The U.S. Department of Labor (“DOL”) today announced a change to the definition of spouse under the Family and Medical Leave Act (“FMLA”).  Under this new rule, which will be published later this week (on February 25, 2015), an employee in a legal same-sex marriage will be entitled to use FMLA leave to care for a same-sex spouse regardless of where the employee lives.  The DOL initially proposed the rule on June 20, 2014.

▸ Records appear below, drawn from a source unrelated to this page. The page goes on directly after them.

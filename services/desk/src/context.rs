//! Shared clients and services for one invocation

use anyhow::{Result, bail};
use auth::accounts::UserManagement;
use auth::provider::{IdentityProvider, PlatformIdentity};
use auth::repositories::{
    DepartmentsRepository, HostsRepository, PlatformDepartmentsRepository, PlatformHostsRepository,
};
use auth::session::FileSessionStore;
use auth::{AuthStore, Host};
use common::realtime::{ChangeFeed, RealtimeClient};
use common::{AppConfig, PlatformClient};
use dashboard::StatsService;
use std::sync::Arc;
use tracing::warn;
use visits::bulk::BulkUploadService;
use visits::notify::{Mailer, mailer_from_config};
use visits::photos::{BucketPhotoStorage, PhotoStorage};
use visits::repositories::{
    PlatformVisitorsRepository, PlatformVisitsRepository, VisitorsRepository, VisitsRepository,
};
use visits::{ApprovalService, DisplayBoard, RegistrationService, VisitLogs};

use crate::router::{Access, Route, gate};

/// Application state shared by command handlers
pub struct AppContext {
    pub config: AppConfig,
    pub auth: AuthStore,
    pub identity: Arc<dyn IdentityProvider>,
    pub hosts: Arc<dyn HostsRepository>,
    pub departments: Arc<dyn DepartmentsRepository>,
    pub visitors: Arc<dyn VisitorsRepository>,
    pub visits: Arc<dyn VisitsRepository>,
    pub photos: Arc<dyn PhotoStorage>,
    pub mailer: Arc<dyn Mailer>,
    pub feed: Arc<dyn ChangeFeed>,
}

impl AppContext {
    pub fn new(config: AppConfig) -> Result<Self> {
        let client = PlatformClient::new(&config.platform)?;

        let identity: Arc<dyn IdentityProvider> = Arc::new(PlatformIdentity::new(client.clone()));
        let hosts: Arc<dyn HostsRepository> = Arc::new(PlatformHostsRepository::new(client.clone()));
        let sessions = Arc::new(FileSessionStore::new(config.session.path.clone()));
        let auth = AuthStore::new(identity.clone(), hosts.clone(), sessions);

        Ok(Self {
            departments: Arc::new(PlatformDepartmentsRepository::new(client.clone())),
            visitors: Arc::new(PlatformVisitorsRepository::new(client.clone())),
            visits: Arc::new(PlatformVisitsRepository::new(client.clone())),
            photos: Arc::new(BucketPhotoStorage::new(
                client.clone(),
                &config.storage.photo_bucket,
            )),
            mailer: mailer_from_config(&config.email)?,
            feed: Arc::new(RealtimeClient::new(client)),
            identity,
            hosts,
            auth,
            config,
        })
    }

    /// Restore the session and check that `route` may be opened
    ///
    /// Returns the signed-in user, if any.
    pub async fn open(&self, route: Route) -> Result<Option<Host>> {
        if let Err(e) = self.auth.initialize().await {
            if !route.is_public() {
                return Err(e.into());
            }
            warn!("Continuing signed out: {}", e);
        }

        match gate(route, &self.auth.state()) {
            Access::Allowed => Ok(self.auth.current_user()),
            Access::Redirect(to) => bail!("Please sign in first with `vms login` ({})", to),
            Access::Forbidden => bail!("You do not have access to {}", route),
        }
    }

    /// Like `open` for routes that need a signed-in user
    pub async fn open_private(&self, route: Route) -> Result<Host> {
        match self.open(route).await? {
            Some(user) => Ok(user),
            None => bail!("Please sign in first with `vms login` ({})", Route::Login),
        }
    }

    pub fn registration(&self) -> RegistrationService {
        RegistrationService::new(
            self.visitors.clone(),
            self.visits.clone(),
            self.hosts.clone(),
            self.photos.clone(),
            self.mailer.clone(),
        )
    }

    pub fn approvals(&self) -> ApprovalService {
        ApprovalService::new(self.visits.clone(), self.mailer.clone())
    }

    pub fn bulk_upload(&self) -> BulkUploadService {
        BulkUploadService::new(self.visitors.clone(), self.visits.clone(), self.hosts.clone())
    }

    pub fn display_board(&self) -> DisplayBoard {
        DisplayBoard::new(self.visits.clone())
    }

    pub fn visit_logs(&self) -> VisitLogs {
        VisitLogs::new(self.visits.clone())
    }

    pub fn user_management(&self) -> UserManagement {
        UserManagement::new(
            self.identity.clone(),
            self.hosts.clone(),
            self.departments.clone(),
        )
    }

    pub fn stats(&self) -> StatsService {
        StatsService::new(self.visits.clone(), self.hosts.clone())
    }
}
//! Visit repository

use async_trait::async_trait;
use common::{Order, PlatformClient, PlatformResult, Query};
use mockall::automock;
use tracing::info;
use uuid::Uuid;

use crate::models::{NewVisit, VisitDetails, VisitFilter, VisitStatus, VisitUpdate};

const TABLE: &str = "visits";

#[automock]
#[async_trait]
pub trait VisitsRepository: Send + Sync {
    /// One visit with its visitor and host
    async fn find(&self, id: Uuid) -> PlatformResult<Option<VisitDetails>>;

    /// Visits matching `filter`, newest first
    async fn list(&self, filter: &VisitFilter) -> PlatformResult<Vec<VisitDetails>>;

    /// Number of visits matching `filter`
    async fn count(&self, filter: &VisitFilter) -> PlatformResult<u64>;

    /// Insert a visit; the row is not read back
    async fn create(&self, visit: &NewVisit) -> PlatformResult<()>;

    /// Insert several visits in one request
    async fn create_many(&self, visits: &[NewVisit]) -> PlatformResult<()>;

    /// Apply `changes` only if the visit is still in `expected`
    ///
    /// Returns `None` when no row matched.
    async fn update_status(
        &self,
        id: Uuid,
        expected: VisitStatus,
        changes: &VisitUpdate,
    ) -> PlatformResult<Option<VisitDetails>>;
}

/// `VisitsRepository` backed by the platform's table API
#[derive(Clone, Debug)]
pub struct PlatformVisitsRepository {
    client: PlatformClient,
}

impl PlatformVisitsRepository {
    /// Create a new visit repository
    pub fn new(client: PlatformClient) -> Self {
        Self { client }
    }

    fn details() -> Query {
        Query::table(TABLE).select(VisitDetails::SELECT)
    }
}

#[async_trait]
impl VisitsRepository for PlatformVisitsRepository {
    async fn find(&self, id: Uuid) -> PlatformResult<Option<VisitDetails>> {
        self.client.fetch_optional(&Self::details().eq("id", id)).await
    }

    async fn list(&self, filter: &VisitFilter) -> PlatformResult<Vec<VisitDetails>> {
        let query = filter.apply(Self::details().order("created_at", Order::Descending));
        self.client.fetch_all(&query).await
    }

    async fn count(&self, filter: &VisitFilter) -> PlatformResult<u64> {
        let query = filter.apply(Query::table(TABLE).select("id"));
        self.client.count(&query).await
    }

    async fn create(&self, visit: &NewVisit) -> PlatformResult<()> {
        info!("Creating visit {} for visitor {}", visit.id, visit.visitor_id);
        self.client.insert_minimal(TABLE, visit).await
    }

    async fn create_many(&self, visits: &[NewVisit]) -> PlatformResult<()> {
        if visits.is_empty() {
            return Ok(());
        }
        info!("Creating {} visits", visits.len());
        self.client.insert_minimal(TABLE, visits).await
    }

    async fn update_status(
        &self,
        id: Uuid,
        expected: VisitStatus,
        changes: &VisitUpdate,
    ) -> PlatformResult<Option<VisitDetails>> {
        info!("Updating visit {} from {} to {}", id, expected, changes.status);
        let query = Self::details().eq("id", id).eq("status", expected);
        let mut rows: Vec<VisitDetails> = self.client.update(&query, changes).await?;
        Ok(rows.pop())
    }
}
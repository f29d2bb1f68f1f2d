//! Access token inspection
//!
//! The platform signs and verifies access tokens. The desk only reads their
//! claims to learn who the token is for and when it stops being accepted, so
//! decoding skips signature and expiry validation.

use chrono::{DateTime, Duration, Utc};
use common::identity::AuthSession;
use jsonwebtoken::{Algorithm, DecodingKey, Validation, decode};
use serde::{Deserialize, Serialize};
use std::collections::HashSet;
use uuid::Uuid;

use crate::error::AuthResult;

/// Refresh sessions whose access token expires within this many seconds
pub const REFRESH_MARGIN_SECS: i64 = 60;

/// Claims of a platform access token
#[derive(Debug, Clone, PartialEq, Serialize, Deserialize)]
pub struct AccessClaims {
    /// Identity ID
    pub sub: Uuid,
    /// Expiration time
    pub exp: i64,
    #[serde(default)]
    pub email: Option<String>,
    /// Database role the platform runs queries as (`authenticated`, `anon`)
    #[serde(default)]
    pub role: Option<String>,
}

impl AccessClaims {
    pub fn expires_at(&self) -> Option<DateTime<Utc>> {
        DateTime::from_timestamp(self.exp, 0)
    }
}

/// Read the claims of `token` without verifying it
pub fn decode_claims(token: &str) -> AuthResult<AccessClaims> {
    let mut validation = Validation::new(Algorithm::HS256);
    validation.insecure_disable_signature_validation();
    validation.validate_exp = false;
    validation.validate_aud = false;
    validation.required_spec_claims = HashSet::new();

    let data = decode::<AccessClaims>(token, &DecodingKey::from_secret(&[]), &validation)?;
    Ok(data.claims)
}

/// Whether `session` should be refreshed before use
///
/// The token's own `exp` wins over the stored expiry when it can be read.
pub fn needs_refresh(session: &AuthSession, now: DateTime<Utc>) -> bool {
    let expires_at = decode_claims(&session.access_token)
        .ok()
        .and_then(|claims| claims.expires_at())
        .unwrap_or(session.expires_at);

    expires_at <= now + Duration::seconds(REFRESH_MARGIN_SECS)
}

#[cfg(test)]
mod tests {
    use super::*;
    use chrono::TimeZone;
    use common::identity::AuthUser;
    use jsonwebtoken::{EncodingKey, Header, encode};

    fn token(sub: Uuid, exp: i64) -> String {
        let claims = AccessClaims {
            sub,
            exp,
            email: Some("ada@example.com".to_string()),
            role: Some("authenticated".to_string()),
        };
        encode(
            &Header::default(),
            &claims,
            &EncodingKey::from_secret(b"platform-secret"),
        )
        .unwrap()
    }

    fn session(access_token: String, expires_at: DateTime<Utc>) -> AuthSession {
        AuthSession {
            access_token,
            refresh_token: "refresh".to_string(),
            expires_at,
            user: AuthUser {
                id: Uuid::nil(),
                email: "ada@example.com".to_string(),
            },
        }
    }

    #[test]
    fn test_decode_claims_without_secret() {
        let sub = Uuid::new_v4();
        let claims = decode_claims(&token(sub, 1_710_000_000)).unwrap();

        assert_eq!(claims.sub, sub);
        assert_eq!(claims.role.as_deref(), Some("authenticated"));
        assert_eq!(
            claims.expires_at(),
            Some(Utc.timestamp_opt(1_710_000_000, 0).unwrap())
        );
    }

    #[test]
    fn test_decode_garbage_fails() {
        assert!(decode_claims("not-a-token").is_err());
    }

    #[test]
    fn test_needs_refresh_uses_token_expiry() {
        let now = Utc.with_ymd_and_hms(2024, 3, 10, 12, 0, 0).unwrap();
        let far = now + Duration::hours(1);

        let fresh = session(token(Uuid::nil(), far.timestamp()), now);
        assert!(!needs_refresh(&fresh, now));

        let expiring = session(token(Uuid::nil(), (now + Duration::seconds(30)).timestamp()), far);
        assert!(needs_refresh(&expiring, now));
    }

    #[test]
    fn test_needs_refresh_falls_back_to_stored_expiry() {
        let now = Utc.with_ymd_and_hms(2024, 3, 10, 12, 0, 0).unwrap();

        assert!(needs_refresh(&session("opaque".to_string(), now), now));
        assert!(!needs_refresh(
            &session("opaque".to_string(), now + Duration::minutes(5)),
            now
        ));
    }
}
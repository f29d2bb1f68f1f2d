//! Custom error types for visit operations

use common::PlatformError;
use thiserror::Error;
use uuid::Uuid;

use crate::models::{VisitAction, VisitStatus};

/// Custom error type for visit operations
#[derive(Error, Debug)]
pub enum VisitsError {
    /// Form input rejected before any request was made
    #[error("{0}")]
    Validation(String),

    #[error("Host not found with email: {0}")]
    HostNotFound(String),

    #[error("Visit {0} not found")]
    NotFound(Uuid),

    #[error("{0}")]
    Forbidden(String),

    /// The lifecycle does not allow `action` from `from`
    #[error("Cannot {action} a visit that is {from}")]
    InvalidTransition {
        from: VisitStatus,
        action: VisitAction,
    },

    /// The row's status moved on between reading and updating it
    #[error("Visit {0} was updated by someone else, reload and try again")]
    StatusChanged(Uuid),

    #[error("Photo upload failed: {0}")]
    PhotoUpload(String),

    #[error("Failed to generate QR code: {0}")]
    Qr(String),

    #[error("Email notification failed: {0}")]
    Email(String),

    #[error("Email notification is not configured")]
    EmailDisabled,

    #[error("CSV error: {0}")]
    Csv(#[from] csv::Error),

    #[error(transparent)]
    Platform(#[from] PlatformError),
}

/// Type alias for visit results
pub type VisitsResult<T> = Result<T, VisitsError>;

This change was triggered by the U.S. Supreme Court’s 2013 decision in U.S. v. Windsor.  In Windsor, the Court ruled that the federal Defense of Marriage Act (“DOMA”) was unconstitutional.  Prior to Windsor, and consistent with DOMA, the FMLA defined spouse as a marriage between a man and a woman.  This meant that same-sex married couples could not use FMLA leave to care for each other.  Immediately following Windsor, the DOL announced that an employee could take FMLA leave to care for a same-sex spouse, but only if the employee resided in a state that recognized same-sex marriage (i.e., a “state of residence” approach).  This interpretation meant that a category of same-sex spouses were still unable to use the protections of the FMLA:  those who married in a state recognizing same-sex marriage, but who lived in a state that did not.

This latest rule change, which takes effect on March 27, 2015, shifts to a “place of celebration” approach and ensures that same-sex spouses have the same rights as all spouses to exercise FMLA rights.  In other words, as long as the employee is legally married, and regardless of the legal status of same-sex marriage in the state the employee now resides, the employee can take FMLA leave:

  • to care for a same-sex spouse with a serious health condition;
  • to care for a stepchild who is the child of a same-sex spouse;
  • to care for a stepparent who is the same-sex spouse of the employee’s parent;
  • due to a qualifying exigency related to the same-sex spouse’s covered military service; or
  • to care for a covered servicemember who is a same-sex spouse.